The rain began to fall heavily and Snorri's spirits sank even lower. She felt trapped.

She had no compass, no chart, and everything looked the same to her: street after street of great black shapes looming overhead, blocking out the sky. Snorri would far rather have been adrift in the towering gray waves of the northern sea in the Alfrun than lost among these menacing old warehouses. Looking all around, desperately searching for a blue door in the green—or was it a green in the blue?— Snorri began to panic. She stopped to try to get her bearings, but the entourage of ghosts closed in and Snorri could no longer see where she was. She was surrounded by mocking faces sporting rotting teeth, broken noses, cauliflower ears and blinded eyes.

“Go away!” screamed Snorri, her shout echoing along the chasm of a street and bouncing back to her.

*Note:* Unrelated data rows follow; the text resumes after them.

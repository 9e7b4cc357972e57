//! Database migrations for clerk-sync.
//!
//! This module contains all database migrations using SeaORM Migration.

pub use sea_orm_migration::prelude::*;

mod m2026_10_01_000001_create_users;

pub struct Migrator;

#[async_trait::async_trait]
impl MigratorTrait for Migrator {
    fn migrations() -> Vec<Box<dyn MigrationTrait>> {
        vec![Box::new(m2026_10_01_000001_create_users::Migration)]
    }
}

“You lost, sweetie?” said a soft voice nearby. Anxious to see who had spoken, Snorri Passed Through the circle of ghosts to a chorus of curses and protests. A young woman, dressed in various shades of black, stood in the shadows of a doorway a few yards away—a blue doorway within a big green warehouse door. Cut into the brick arch above the door was the number 9.

“No, I am not lost, thank you,” said Snorri, heading gratefully for Alice's door.

Seeing where Snorri was headed, the young woman stepped forward and put her arm across the little door, barring Snorri's way. With a stab of fear, Snorri saw the young woman's shining black eyes with their flashes of brilliant blue. She knew she was dealing with a Darke Witch.

“You don't want to go in there,” the Witch told her.

“I do want to go in there,” retorted Snorri.

The Darke Witch smiled and shook her head as though Snorri had not understood what she had meant. “No, sweetie. You don't. You want to come with me. Don't you?” A spark of blue flashed across the Witch's eyes and Snorri felt herself weakening. Why did she want to go into some horrible old warehouse anyway?

“That's right, you come back with Linda now. Come on.” Linda, trainee Coven Mother of the Port Witch Coven, took hold of Snorri's hand, and Snorri felt her viselike grasp close over the bones in her hand and squash them together.